[Exercise]
Across the data below, how many lines have the word "stderr" in them? Respond with the number alone.

[Extracted records]
BEGIN

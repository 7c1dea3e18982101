//! Test doubles for the interpreter seam.

use std::collections::{BTreeMap, BTreeSet};
use std::path::{Path, PathBuf};
use std::sync::{Arc, Mutex};
use std::time::Duration;

use async_trait::async_trait;
use serde_json::{json, Value};

use super::environment::{InterpreterEnvironment, ProcessEnv};
use super::worker::{Interpreter, InterpreterDetails, NamespaceValue, WorkerFault, WorkerRequest};
use crate::config::Config;
use crate::session::{InterpreterFactory, LaunchSpec, Launched};

/// A real interpreter for integration-style tests, or `None` (test skips).
pub fn python_or_skip() -> Option<InterpreterEnvironment> {
    match InterpreterEnvironment::detect(None, &[]) {
        Ok(env) => Some(env),
        Err(_) => {
            eprintln!("python3 not available, skipping");
            None
        }
    }
}

/// Config rooted in `dir`: allowed root `dir/root`, data under `dir/data`.
pub fn test_config(dir: &Path) -> Config {
    let root = dir.join("root");
    std::fs::create_dir_all(&root).unwrap();
    let mut config = Config::default();
    config.storage.allowed_root = Some(root);
    config.storage.data_dir = Some(dir.join("data"));
    config
}

/// A factory handing out [`ScriptedInterpreter`]s, and the list of every
/// interpreter it created.
pub fn scripted_factory() -> (InterpreterFactory, Arc<Mutex<Vec<ScriptedInterpreter>>>) {
    let launched: Arc<Mutex<Vec<ScriptedInterpreter>>> = Arc::default();
    let sink = launched.clone();
    let factory: InterpreterFactory = Arc::new(move |_launch: &LaunchSpec| {
        let interp = ScriptedInterpreter::new();
        sink.lock().unwrap().push(interp.clone());
        Ok(Launched {
            interpreter: Box::new(interp),
            shell_env: ProcessEnv::new(false),
        })
    });
    (factory, launched)
}

/// Observable state of a [`ScriptedInterpreter`].
#[derive(Debug, Default)]
pub struct ScriptState {
    pub running: bool,
    pub starts: u32,
    /// Libraries reported as importable by `probe`
    pub libraries: BTreeSet<String>,
    pub hooked: BTreeSet<String>,
    /// Every `hook` request, in order: (producer, code)
    pub hook_calls: Vec<(String, String)>,
    pub namespace: BTreeMap<String, Value>,
    pub cwd: Option<PathBuf>,
    /// Ops received, in order
    pub ops: Vec<String>,
    /// Files reported as captured by the next `exec`
    pub pending_artifacts: Vec<(PathBuf, String)>,
    /// Sources seen by `exec`, standing in for the compile cache
    pub compiled: BTreeSet<String>,
    pub cache_hits: u64,
    pub cache_misses: u64,
}

/// In-memory interpreter understanding a tiny line language:
///
/// - `name = <json>` binds a value
/// - `name` (last line) evaluates to the JSON text of the value
/// - `print <text>` appends to stdout
/// - `raise <Kind>` fails with a runtime error of that kind
/// - `hang` never answers (the call times out)
/// - `crash` makes the process exit
/// - `cd <dir>` changes the interpreter's own cwd
#[derive(Clone, Default)]
pub struct ScriptedInterpreter {
    pub state: Arc<Mutex<ScriptState>>,
}

impl ScriptedInterpreter {
    pub fn new() -> Self {
        Self::default()
    }

    pub fn with_libraries(libraries: &[&str]) -> Self {
        let interp = Self::new();
        interp.state().libraries = libraries.iter().map(|l| l.to_string()).collect();
        interp
    }

    pub fn state(&self) -> std::sync::MutexGuard<'_, ScriptState> {
        self.state.lock().unwrap()
    }

    fn exec(&self, code: &str, timeout: Duration) -> Result<Value, WorkerFault> {
        let mut state = self.state();
        if state.compiled.insert(code.to_string()) {
            state.cache_misses += 1;
        } else {
            state.cache_hits += 1;
        }
        let mut stdout = String::new();
        let mut result = None;
        let lines: Vec<&str> = code.lines().map(str::trim).filter(|l| !l.is_empty()).collect();
        for (i, line) in lines.iter().enumerate() {
            if *line == "hang" {
                state.running = false;
                return Err(WorkerFault::Timeout(timeout));
            }
            if *line == "crash" {
                state.running = false;
                return Err(WorkerFault::Exited("worker ended with exit status: 1".into()));
            }
            if let Some(kind) = line.strip_prefix("raise ") {
                return Ok(json!({
                    "stdout": stdout, "stderr": "", "result": null,
                    "error": {"kind": kind, "message": "scripted failure",
                              "traceback": format!("Traceback:\n{kind}: scripted failure\n")},
                    "artifacts": [], "cwd": state.cwd,
                }));
            }
            if let Some(text) = line.strip_prefix("print ") {
                stdout.push_str(text);
                stdout.push('\n');
            } else if let Some(dir) = line.strip_prefix("cd ") {
                state.cwd = Some(PathBuf::from(dir));
            } else if let Some((name, value)) = line.split_once('=') {
                let value: Value = serde_json::from_str(value.trim()).unwrap_or(Value::Null);
                state.namespace.insert(name.trim().to_string(), value);
            } else if i == lines.len() - 1 {
                match state.namespace.get(*line) {
                    Some(v) => result = Some(v.to_string()),
                    None => {
                        return Ok(json!({
                            "stdout": stdout, "stderr": "", "result": null,
                            "error": {"kind": "NameError", "message": format!("name '{line}' is not defined")},
                            "artifacts": [], "cwd": state.cwd,
                        }))
                    }
                }
            }
        }
        let artifacts: Vec<Value> = std::mem::take(&mut state.pending_artifacts)
            .into_iter()
            .map(|(path, source)| json!({"path": path, "source": source}))
            .collect();
        Ok(json!({
            "stdout": stdout, "stderr": "", "result": result, "error": null,
            "artifacts": artifacts, "cwd": state.cwd,
        }))
    }
}

#[async_trait]
impl Interpreter for ScriptedInterpreter {
    async fn ensure_started(&mut self) -> Result<bool, WorkerFault> {
        let mut state = self.state();
        if state.running {
            return Ok(false);
        }
        state.running = true;
        state.starts += 1;
        state.namespace.clear();
        state.hooked.clear();
        state.compiled.clear();
        state.cache_hits = 0;
        state.cache_misses = 0;
        Ok(true)
    }

    fn is_running(&self) -> bool {
        self.state().running
    }

    async fn call(&mut self, request: &WorkerRequest, timeout: Duration) -> Result<Value, WorkerFault> {
        {
            let mut state = self.state();
            state.ops.push(request.op().to_string());
            if !state.running {
                return Err(WorkerFault::Exited("worker is not running".into()));
            }
        }
        match request {
            WorkerRequest::Exec { code } => self.exec(code, timeout),
            WorkerRequest::Probe { library } => {
                Ok(json!({"available": self.state().libraries.contains(library)}))
            }
            WorkerRequest::Hook { producer, code } => {
                let mut state = self.state();
                state.hook_calls.push((producer.clone(), code.clone()));
                if code.contains("unhook(") {
                    state.hooked.remove(producer);
                } else {
                    state.hooked.insert(producer.clone());
                }
                Ok(json!({"hooked": state.hooked}))
            }
            WorkerRequest::Chdir { path } => {
                let mut state = self.state();
                state.cwd = Some(path.clone());
                Ok(json!({"cwd": path}))
            }
            WorkerRequest::Snapshot => {
                let values: BTreeMap<String, NamespaceValue> = self
                    .state()
                    .namespace
                    .iter()
                    .map(|(k, v)| (k.clone(), NamespaceValue::Json { value: v.clone() }))
                    .collect();
                Ok(json!({"values": values, "skipped": []}))
            }
            WorkerRequest::Restore { values } => {
                let mut state = self.state();
                let mut restored = Vec::new();
                let mut failed = Vec::new();
                for (name, value) in values {
                    match value {
                        NamespaceValue::Json { value } => {
                            state.namespace.insert(name.clone(), value.clone());
                            restored.push(name.clone());
                        }
                        NamespaceValue::Pickle { .. } => failed.push(name.clone()),
                    }
                }
                Ok(json!({"restored": restored, "failed": failed}))
            }
            WorkerRequest::Names => {
                let names: Vec<Value> = self
                    .state()
                    .namespace
                    .keys()
                    .map(|k| json!({"name": k, "type": "scripted"}))
                    .collect();
                Ok(json!({"names": names}))
            }
            WorkerRequest::Cache { clear, important_only } => {
                let mut state = self.state();
                let before = state.compiled.len();
                if *clear {
                    if *important_only {
                        state.compiled.retain(|code| {
                            ["import", "def", "class"].iter().any(|word| code.contains(word))
                        });
                    } else {
                        state.compiled.clear();
                    }
                    state.cache_hits = 0;
                    state.cache_misses = 0;
                }
                Ok(json!({
                    "entries": state.compiled.len(),
                    "hits": state.cache_hits,
                    "misses": state.cache_misses,
                    "removed": before - state.compiled.len(),
                }))
            }
            WorkerRequest::Shutdown => {
                self.state().running = false;
                Ok(json!({}))
            }
        }
    }

    async fn shutdown(&mut self) {
        let mut state = self.state();
        state.ops.push("shutdown".into());
        state.running = false;
    }

    fn details(&self) -> InterpreterDetails {
        InterpreterDetails {
            python: Some(PathBuf::from("scripted")),
            version: Some("0".into()),
            ..Default::default()
        }
    }
}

END

[Final answer]
3